Présidentielle : ce qu'il faut retenir de la journée de dimanche
Un nouveau candidat dans la course à gauche, des appels au rassemblement de la droite et du centre et une fin de non-recevoir de Bruno Retailleau et Gabriel Attal... Voilà ce qu'il faut retenir de la journée de campagne présidentielle dimanche :
. Roussel est candidat
"Un choix largement réfléchi" pour porter "un projet de rupture": le secrétaire national du Parti communiste, Fabien Roussel, a officialisé dimanche soir sa candidature à la présidentielle au JT de 20H00 de TF1.
Après un vote favorable des adhérents du parti (72,06%), le maire de Saint-Amand-les-Eaux (Nord) retente l'aventure malgré son faible score de 2022, scrutin lors duquel il avait recueilli 2,28% des voix.
Cette candidature, sans suspense, risque de froisser un certain nombre d'élus de son parti et de La France insoumise, qui l'accuse d'avoir empêché Jean-Luc Mélenchon d'accéder au second tour en 2022.
Dans un sondage Ipsos/BVA pour le Parisien samedi, il obtient entre 2,5% et 3,5% des intentions de vote au premier tour.
Sur la ligne de départ à gauche, outre le leader Insoumis, il rejoint la patronne des Ecologistes Marine Tondelier et les candidats de la primaire du pôle socialiste et démocratique, comme Raphaël Glucksmann, Olivier Faure ou la revenante Ségolène Royal, qui a annoncé avoir réuni les parrainages nécessaires au sein du PS pour se présenter à cette compétition.
. Bregeon veut accélérer le rapprochement
Soutien officiel de l'ancien Premier ministre Edouard Philippe, la porte-parole du gouvernement Maud Bregeon a fait part de son impatience à voir les candidats de la droite et du centre se réunir autour du patron d'Horizons.
"On ne peut pas se permettre d'attendre trop longtemps", il faut se rassembler "le plus tôt possible", a exhorté la ministre, appelant au ralliement de Gabriel Attal (Renaissance) et Bruno Retailleau (LR) derrière le maire du Havre pour éviter un second tour LFI/RN.
"J'aimerais que, très rapidement, on ait un candidat unique", a-t-elle insisté dans l'émission Le Grand Jury RTL/Ouest-France/Public Sénat/M6.
Edouard Philippe est à ce stade le mieux placé du socle commun pour accéder au second tour: il est crédité de 14,5% d'intentions de vote contre 7,5% à M. Attal et 6% à M. Retailleau dans le sondage Ipsos/BVA, dans une configuration où tous les trois seraient sur la ligne de départ. Marine Le Pen est loin devant (34%).
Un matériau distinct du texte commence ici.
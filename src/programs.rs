//! School programs
//!
//! Curriculum-linked field trip programs, discovered by grade level. This
//! catalog is informational only: programs are booked through the contact
//! channel, nothing here touches storage.

/// Grade levels programs can be filtered by
pub const GRADE_LEVELS: [&str; 7] = ["6th", "7th", "8th", "9th", "10th", "11th", "12th"];

/// Program category
#[derive(Clone, Copy, Debug)]
pub enum Category {
    /// City heritage circuits
    Heritage,

    /// Industry exposure visits
    Industry,

    /// Startup ecosystem exposure
    Entrepreneurship,
}

/// One stop on a program itinerary
#[derive(Debug)]
pub struct ItineraryStop {
    /// Start time, e.g. "8:00 AM"
    pub time: &'static str,

    /// What happens at that time
    pub activity: &'static str,
}

/// A curriculum-linked field trip program
#[derive(Debug)]
pub struct Program {
    pub id: u32,
    pub title: &'static str,
    pub category: Category,
    /// Free-text duration, e.g. "1 Day"
    pub duration: &'static str,
    pub locations: &'static [&'static str],
    pub description: &'static str,
    pub skills: &'static [&'static str],
    pub subjects: &'static [&'static str],
    /// Grade levels the program is suitable for
    pub suitable_for: &'static [&'static str],
    pub itinerary: &'static [ItineraryStop],
}

impl Program {
    /// Is the program suitable for a grade level?
    pub fn suits_grade(&self, grade: &str) -> bool {
        self.suitable_for.contains(&grade)
    }
}

/// The full program catalog
pub fn catalog() -> &'static [Program] {
    &CATALOG
}

/// Programs suitable for a grade level
///
/// An unknown grade simply matches nothing.
pub fn for_grade(grade: &str) -> Vec<&'static Program> {
    CATALOG
        .iter()
        .filter(|program| program.suits_grade(grade))
        .collect()
}

static CATALOG: [Program; 4] = [
    Program {
        id: 1,
        title: "Chennai Heritage & Skills Circuit",
        category: Category::Heritage,
        duration: "1 Day",
        locations: &["Pallavaram Market", "Ripon Building", "Fort St. George"],
        description: "An immersive one-day experience combining practical life skills with \
            Indian history. Students will learn negotiation skills at Pallavaram Market and \
            explore India's independence history at Ripon Building.",
        skills: &[
            "Negotiation Skills",
            "Historical Understanding",
            "Cultural Awareness",
            "Communication",
        ],
        subjects: &["History", "Social Studies", "Economics"],
        suitable_for: &["6th", "7th", "8th", "9th", "10th", "11th", "12th"],
        itinerary: &[
            ItineraryStop {
                time: "8:00 AM",
                activity: "Departure from school",
            },
            ItineraryStop {
                time: "9:00 AM",
                activity: "Pallavaram Market - Negotiation skills workshop",
            },
            ItineraryStop {
                time: "12:00 PM",
                activity: "Lunch break",
            },
            ItineraryStop {
                time: "1:00 PM",
                activity: "Ripon Building - Indian Independence history tour",
            },
            ItineraryStop {
                time: "3:00 PM",
                activity: "Fort St. George - Colonial history exploration",
            },
            ItineraryStop {
                time: "5:00 PM",
                activity: "Return to school",
            },
        ],
    },
    Program {
        id: 2,
        title: "Chennai Innovation Trail",
        category: Category::Heritage,
        duration: "1 Day",
        locations: &["Tech Park", "IIT Madras", "Innovation Center"],
        description: "Experience Chennai's innovation ecosystem with visits to leading tech \
            companies and educational institutions.",
        skills: &[
            "Innovation Thinking",
            "Technology Awareness",
            "Problem Solving",
            "Career Guidance",
        ],
        subjects: &["Science", "Technology", "Computer Science"],
        suitable_for: &["9th", "10th", "11th", "12th"],
        itinerary: &[
            ItineraryStop {
                time: "8:00 AM",
                activity: "School pickup",
            },
            ItineraryStop {
                time: "9:30 AM",
                activity: "Tech Park tour and interaction with professionals",
            },
            ItineraryStop {
                time: "12:00 PM",
                activity: "Lunch at campus cafeteria",
            },
            ItineraryStop {
                time: "1:30 PM",
                activity: "IIT Madras - Research lab visits",
            },
            ItineraryStop {
                time: "3:30 PM",
                activity: "Innovation Center - Hands-on workshop",
            },
            ItineraryStop {
                time: "5:30 PM",
                activity: "Return journey",
            },
        ],
    },
    Program {
        id: 3,
        title: "Manufacturing Industry Visit",
        category: Category::Industry,
        duration: "Half Day",
        locations: &["Automotive Plant", "Quality Control Lab"],
        description: "Get hands-on exposure to manufacturing processes and quality management \
            in a real industrial setting.",
        skills: &[
            "Process Understanding",
            "Quality Management",
            "Safety Protocols",
            "Industrial Awareness",
        ],
        subjects: &["Physics", "Chemistry", "Engineering"],
        suitable_for: &["10th", "11th", "12th"],
        itinerary: &[
            ItineraryStop {
                time: "9:00 AM",
                activity: "Industry arrival and safety briefing",
            },
            ItineraryStop {
                time: "9:30 AM",
                activity: "Production floor tour",
            },
            ItineraryStop {
                time: "11:00 AM",
                activity: "Quality control lab demonstration",
            },
            ItineraryStop {
                time: "12:00 PM",
                activity: "Q&A session with engineers",
            },
            ItineraryStop {
                time: "1:00 PM",
                activity: "Departure",
            },
        ],
    },
    Program {
        id: 4,
        title: "Startup Ecosystem Exposure",
        category: Category::Entrepreneurship,
        duration: "1 Day",
        locations: &["Incubation Center", "Co-working Space", "Startup Office"],
        description: "Explore the world of startups and entrepreneurship with visits to \
            incubation centers and interactions with young entrepreneurs.",
        skills: &[
            "Entrepreneurial Mindset",
            "Business Planning",
            "Networking",
            "Innovation",
        ],
        subjects: &["Business Studies", "Economics", "Entrepreneurship"],
        suitable_for: &["9th", "10th", "11th", "12th"],
        itinerary: &[
            ItineraryStop {
                time: "9:00 AM",
                activity: "Incubation center tour",
            },
            ItineraryStop {
                time: "10:30 AM",
                activity: "Interaction with startup founders",
            },
            ItineraryStop {
                time: "12:00 PM",
                activity: "Lunch with entrepreneurs",
            },
            ItineraryStop {
                time: "1:30 PM",
                activity: "Co-working space experience",
            },
            ItineraryStop {
                time: "3:00 PM",
                activity: "Workshop on idea generation",
            },
            ItineraryStop {
                time: "5:00 PM",
                activity: "Wrap-up and departure",
            },
        ],
    },
];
. Retailleau et Attal jusqu'à la "victoire"
Malgré les sondages, Bruno Retailleau et Gabriel Attal n'en démordent pas, ils ne veulent pas entendre parler d'un retrait.
"J'irai jusqu'à la victoire. Et je pense vraiment que cette victoire, elle est à portée de main", a lancé le président des Républicains sur BFMTV.
Multipliant les attaques contre le Rassemblement national, "parti girouette" taxé "d'amateurisme", le sénateur de Vendée a appelé les électeurs du RN à le soutenir, se plaçant comme le "candidat de la radicalité sérieuse".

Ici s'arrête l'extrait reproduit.